## Description of the task
Return each line of the listing exactly as written.

## Source data
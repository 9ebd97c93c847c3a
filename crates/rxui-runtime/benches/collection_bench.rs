//! Mutation throughput of change-tracking collections.
//!
//! Measures the cost of the notification pipeline per edit:
//! - bare pushes with no observers
//! - pushes with the common "after" streams observed
//! - pushes under a suppression scope
//! - a mirrored collection following its source
//!
//! Run with: cargo bench -p rxui-runtime --bench collection_bench

use std::hint::black_box;

use criterion::{BatchSize, BenchmarkId, Criterion, Throughput, criterion_group, criterion_main};
use rxui_core::{ImmediateScheduler, Subscription};
use rxui_runtime::ChangeTrackingCollection;

fn fresh() -> ChangeTrackingCollection<u64> {
    ChangeTrackingCollection::with_scheduler(ImmediateScheduler::handle())
}

fn observed() -> (ChangeTrackingCollection<u64>, Vec<Subscription>) {
    let collection = fresh();
    let subs = vec![
        collection.items_added().subscribe(|v| {
            black_box(v);
        }),
        collection.collection_count_changed().subscribe(|n| {
            black_box(n);
        }),
        collection.changed().subscribe(|c| {
            black_box(&c.property_name);
        }),
    ];
    (collection, subs)
}

fn bench_push(c: &mut Criterion) {
    let mut group = c.benchmark_group("collection_push");

    for &n in &[100u64, 1_000] {
        group.throughput(Throughput::Elements(n));

        group.bench_with_input(BenchmarkId::new("unobserved", n), &n, |b, &n| {
            b.iter_batched(
                fresh,
                |collection| {
                    for i in 0..n {
                        collection.push(i);
                    }
                    collection
                },
                BatchSize::SmallInput,
            );
        });

        group.bench_with_input(BenchmarkId::new("observed", n), &n, |b, &n| {
            b.iter_batched(
                observed,
                |(collection, subs)| {
                    for i in 0..n {
                        collection.push(i);
                    }
                    (collection, subs)
                },
                BatchSize::SmallInput,
            );
        });

        group.bench_with_input(BenchmarkId::new("suppressed", n), &n, |b, &n| {
            b.iter_batched(
                observed,
                |(collection, subs)| {
                    {
                        let _quiet = collection.suppress_change_notifications();
                        for i in 0..n {
                            collection.push(i);
                        }
                    }
                    (collection, subs)
                },
                BatchSize::SmallInput,
            );
        });
    }

    group.finish();
}

fn bench_mirror(c: &mut Criterion) {
    let mut group = c.benchmark_group("collection_mirror");
    let n = 1_000u64;
    group.throughput(Throughput::Elements(n));

    group.bench_function("push_through_mirror", |b| {
        b.iter_batched(
            || {
                let source = fresh();
                let mirror = source.derive(|v| v.wrapping_mul(3));
                (source, mirror)
            },
            |(source, mirror)| {
                for i in 0..n {
                    source.push(i);
                }
                black_box(mirror.len());
                (source, mirror)
            },
            BatchSize::SmallInput,
        );
    });

    group.bench_function("replace_through_mirror", |b| {
        b.iter_batched(
            || {
                let source = ChangeTrackingCollection::from_items_with_scheduler(
                    0..n,
                    ImmediateScheduler::handle(),
                );
                let mirror = source.derive(|v| v + 1);
                (source, mirror)
            },
            |(source, mirror)| {
                for i in 0..n {
                    let _ = source.replace(i as usize, i * 2);
                }
                (source, mirror)
            },
            BatchSize::SmallInput,
        );
    });

    group.finish();
}

criterion_group!(benches, bench_push, bench_mirror);
criterion_main!(benches);
#![forbid(unsafe_code)]

//! Change-tracking collections and the collections derived from them.

mod change;
mod from_stream;
mod mirror;
#[cfg(feature = "serde")]
mod persist;
mod tracking;

pub use change::{
    BeforeChange, ChangeKind, ChangeSender, ChangeValue, CollectionChange, CollectionId,
    ITEMS_PROPERTY, ItemChange, ItemChangeSource, StructuralChange,
};
pub use from_stream::{CreateCollection, StreamCollection, create_collection};
pub use mirror::{MirroredCollection, mirror, try_mirror};
pub use tracking::{ChangeTrackingCollection, SuppressionGuard};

## Task response
repository 9ebd97c93c847c3a
filename crates/rxui-runtime/benches/collection_bench.rs
//! Mutation throughput of change-tracking collections.
//!
//! Measures the cost of the notification pipeline per edit:
//! - bare pushes with no observers
//! - pushes with the common "after" streams observed
//! - pushes under a suppression scope
//! - a mirrored collection following its source
//!
//! Run with: cargo bench -p rxui-runtime --bench collection_bench

use std::hint::black_box;

use criterion::{BatchSize, BenchmarkId, Criterion, Throughput, criterion_group, criterion_main};
use rxui_core::{ImmediateScheduler, Subscription};
use rxui_runtime::ChangeTrackingCollection;

fn fresh() -> ChangeTrackingCollection<u64> {
    ChangeTrackingCollection::with_scheduler(ImmediateScheduler::handle())
}

fn observed() -> (ChangeTrackingCollection<u64>, Vec<Subscription>) {
    let collection = fresh();
    let subs = vec![
        collection.items_added().subscribe(|v| {
            black_box(v);
        }),
        collection.collection_count_changed().subscribe(|n| {
            black_box(n);
        }),
        collection.changed().subscribe(|c| {
            black_box(&c.property_name);
        }),
    ];
    (collection, subs)
}

fn bench_push(c: &mut Criterion) {
    let mut group = c.benchmark_group("collection_push");

    for &n in &[100u64, 1_000] {
        group.throughput(Throughput::Elements(n));

        group.bench_with_input(BenchmarkId::new("unobserved", n), &n, |b, &n| {
            b.iter_batched(
                fresh,
                |collection| {
                    for i in 0..n {
                        collection.push(i);
                    }
                    collection
                },
                BatchSize::SmallInput,
            );
        });

        group.bench_with_input(BenchmarkId::new("observed", n), &n, |b, &n| {
            b.iter_batched(
                observed,
                |(collection, subs)| {
                    for i in 0..n {
                        collection.push(i);
                    }
                    (collection, subs)
                },
                BatchSize::SmallInput,
            );
        });

        group.bench_with_input(BenchmarkId::new("suppressed", n), &n, |b, &n| {
            b.iter_batched(
                observed,
                |(collection, subs)| {
                    {
                        let _quiet = collection.suppress_change_notifications();
                        for i in 0..n {
                            collection.push(i);
                        }
                    }
                    (collection, subs)
                },
                BatchSize::SmallInput,
            );
        });
    }

    group.finish();
}

fn bench_mirror(c: &mut Criterion) {
    let mut group = c.benchmark_group("collection_mirror");
    let n = 1_000u64;
    group.throughput(Throughput::Elements(n));

    group.bench_function("push_through_mirror", |b| {
        b.iter_batched(
            || {
                let source = fresh();
                let mirror = source.derive(|v| v.wrapping_mul(3));
                (source, mirror)
            },
            |(source, mirror)| {
                for i in 0..n {
                    source.push(i);
                }
                black_box(mirror.len());
                (source, mirror)
            },
            BatchSize::SmallInput,
        );
    });

    group.bench_function("replace_through_mirror", |b| {
        b.iter_batched(
            || {
                let source = ChangeTrackingCollection::from_items_with_scheduler(
                    0..n,
                    ImmediateScheduler::handle(),
                );
                let mirror = source.derive(|v| v + 1);
                (source, mirror)
            },
            |(source, mirror)| {
                for i in 0..n {
                    let _ = source.replace(i as usize, i * 2);
                }
                (source, mirror)
            },
            BatchSize::SmallInput,
        );
    });

    group.finish();
}

criterion_group!(benches, bench_push, bench_mirror);
criterion_main!(benches);
#![forbid(unsafe_code)]

//! Change-tracking collections and the collections derived from them.

mod change;
mod from_stream;
mod mirror;
#[cfg(feature = "serde")]
mod persist;
mod tracking;

pub use change::{
    BeforeChange, ChangeKind, ChangeSender, ChangeValue, CollectionChange, CollectionId,
    ITEMS_PROPERTY, ItemChange, ItemChangeSource, StructuralChange,
};
pub use from_stream::{CreateCollection, StreamCollection, create_collection};
pub use mirror::{MirroredCollection, mirror, try_mirror};
pub use tracking::{ChangeTrackingCollection, SuppressionGuard};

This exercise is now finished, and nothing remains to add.